EXERCISE AIM: Copy every line from the records below that carries the word "lines".

━━━━━━━━━━━━━━━━━━━━━━━━━━━━━━

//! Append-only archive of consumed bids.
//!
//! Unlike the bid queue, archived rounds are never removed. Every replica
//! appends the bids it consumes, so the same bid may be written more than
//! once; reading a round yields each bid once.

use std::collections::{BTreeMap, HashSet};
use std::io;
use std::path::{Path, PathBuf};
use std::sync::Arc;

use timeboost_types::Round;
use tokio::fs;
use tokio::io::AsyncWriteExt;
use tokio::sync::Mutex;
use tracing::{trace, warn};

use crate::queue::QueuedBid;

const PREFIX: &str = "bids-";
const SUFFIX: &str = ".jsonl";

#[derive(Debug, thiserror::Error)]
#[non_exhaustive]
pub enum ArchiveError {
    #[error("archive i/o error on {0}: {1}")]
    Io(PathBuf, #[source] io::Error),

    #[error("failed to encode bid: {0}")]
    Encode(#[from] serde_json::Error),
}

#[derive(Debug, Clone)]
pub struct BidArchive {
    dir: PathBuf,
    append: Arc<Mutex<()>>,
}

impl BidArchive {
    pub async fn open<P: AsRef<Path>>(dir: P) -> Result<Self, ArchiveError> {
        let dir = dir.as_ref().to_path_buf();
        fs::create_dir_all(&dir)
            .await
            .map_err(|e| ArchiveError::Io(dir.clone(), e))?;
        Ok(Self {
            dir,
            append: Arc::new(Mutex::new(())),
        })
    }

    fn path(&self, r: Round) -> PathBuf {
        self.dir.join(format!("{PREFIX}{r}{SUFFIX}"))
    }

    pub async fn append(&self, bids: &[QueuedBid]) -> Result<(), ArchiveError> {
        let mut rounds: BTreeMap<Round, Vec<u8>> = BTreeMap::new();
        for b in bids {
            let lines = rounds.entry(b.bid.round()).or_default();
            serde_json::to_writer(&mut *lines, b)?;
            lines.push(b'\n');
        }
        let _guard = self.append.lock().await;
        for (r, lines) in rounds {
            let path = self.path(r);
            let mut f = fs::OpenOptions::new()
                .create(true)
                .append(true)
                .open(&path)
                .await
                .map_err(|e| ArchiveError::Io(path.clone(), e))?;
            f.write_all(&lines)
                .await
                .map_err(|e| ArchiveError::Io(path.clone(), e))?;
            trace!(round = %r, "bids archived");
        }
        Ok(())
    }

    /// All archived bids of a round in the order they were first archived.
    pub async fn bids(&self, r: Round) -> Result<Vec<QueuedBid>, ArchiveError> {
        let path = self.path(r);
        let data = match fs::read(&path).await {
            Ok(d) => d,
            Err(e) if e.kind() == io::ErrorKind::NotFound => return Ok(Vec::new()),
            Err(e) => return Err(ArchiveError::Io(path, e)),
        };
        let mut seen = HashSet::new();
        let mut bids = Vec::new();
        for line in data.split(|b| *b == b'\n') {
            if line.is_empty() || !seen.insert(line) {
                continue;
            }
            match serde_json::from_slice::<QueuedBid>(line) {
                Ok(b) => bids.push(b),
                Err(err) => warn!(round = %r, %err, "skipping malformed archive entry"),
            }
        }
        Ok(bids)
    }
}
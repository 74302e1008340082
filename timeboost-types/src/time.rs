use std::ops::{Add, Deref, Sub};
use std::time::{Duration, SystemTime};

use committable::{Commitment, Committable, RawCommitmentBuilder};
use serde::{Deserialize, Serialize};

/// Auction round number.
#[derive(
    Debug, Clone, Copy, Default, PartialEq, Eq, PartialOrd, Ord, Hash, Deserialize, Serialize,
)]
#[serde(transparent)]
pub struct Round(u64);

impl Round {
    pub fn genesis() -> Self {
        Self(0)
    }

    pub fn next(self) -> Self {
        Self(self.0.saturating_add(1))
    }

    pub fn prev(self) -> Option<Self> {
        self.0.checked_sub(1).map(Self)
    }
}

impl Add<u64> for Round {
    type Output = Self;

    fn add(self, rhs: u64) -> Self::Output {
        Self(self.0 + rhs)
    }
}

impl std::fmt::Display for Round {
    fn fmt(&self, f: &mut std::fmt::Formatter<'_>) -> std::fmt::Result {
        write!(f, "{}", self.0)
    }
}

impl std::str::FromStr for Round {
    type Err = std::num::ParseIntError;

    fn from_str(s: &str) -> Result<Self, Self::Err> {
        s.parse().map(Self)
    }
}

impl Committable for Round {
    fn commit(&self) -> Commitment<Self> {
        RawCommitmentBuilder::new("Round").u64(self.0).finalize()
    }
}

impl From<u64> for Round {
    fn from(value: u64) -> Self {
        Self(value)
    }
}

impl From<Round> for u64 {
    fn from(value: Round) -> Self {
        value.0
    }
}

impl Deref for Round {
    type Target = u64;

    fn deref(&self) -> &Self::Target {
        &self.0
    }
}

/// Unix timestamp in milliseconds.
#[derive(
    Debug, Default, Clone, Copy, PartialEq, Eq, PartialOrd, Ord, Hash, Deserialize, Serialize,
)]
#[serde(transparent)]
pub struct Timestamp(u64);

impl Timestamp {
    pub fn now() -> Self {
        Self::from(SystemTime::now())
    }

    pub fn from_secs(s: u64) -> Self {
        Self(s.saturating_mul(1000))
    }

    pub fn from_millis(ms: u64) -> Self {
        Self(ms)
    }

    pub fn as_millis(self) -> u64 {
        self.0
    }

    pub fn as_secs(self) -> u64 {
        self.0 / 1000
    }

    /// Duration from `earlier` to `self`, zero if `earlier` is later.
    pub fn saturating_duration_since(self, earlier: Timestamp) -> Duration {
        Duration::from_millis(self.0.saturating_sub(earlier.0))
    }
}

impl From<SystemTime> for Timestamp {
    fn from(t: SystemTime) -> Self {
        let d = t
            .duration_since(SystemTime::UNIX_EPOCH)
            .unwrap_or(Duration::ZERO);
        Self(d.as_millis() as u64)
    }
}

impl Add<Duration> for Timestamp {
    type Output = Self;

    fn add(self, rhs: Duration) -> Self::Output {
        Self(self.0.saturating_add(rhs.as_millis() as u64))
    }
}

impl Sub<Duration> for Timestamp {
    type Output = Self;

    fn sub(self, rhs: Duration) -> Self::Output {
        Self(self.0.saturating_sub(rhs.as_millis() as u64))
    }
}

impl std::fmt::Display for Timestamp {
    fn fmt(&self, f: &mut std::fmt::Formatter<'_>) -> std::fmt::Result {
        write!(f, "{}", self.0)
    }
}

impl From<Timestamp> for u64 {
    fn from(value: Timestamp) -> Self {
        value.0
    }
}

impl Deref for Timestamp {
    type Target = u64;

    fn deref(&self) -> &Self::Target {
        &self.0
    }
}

━━━━━━━━━━━━━━━━━━━━━━━━━━━━━━

SOLUTION TO THIS PROBLEM:
            let lines = rounds.entry(b.bid.round()).or_default();
            serde_json::to_writer(&mut *lines, b)?;
            lines.push(b'\n');
        for (r, lines) in rounds {
            f.write_all(&lines)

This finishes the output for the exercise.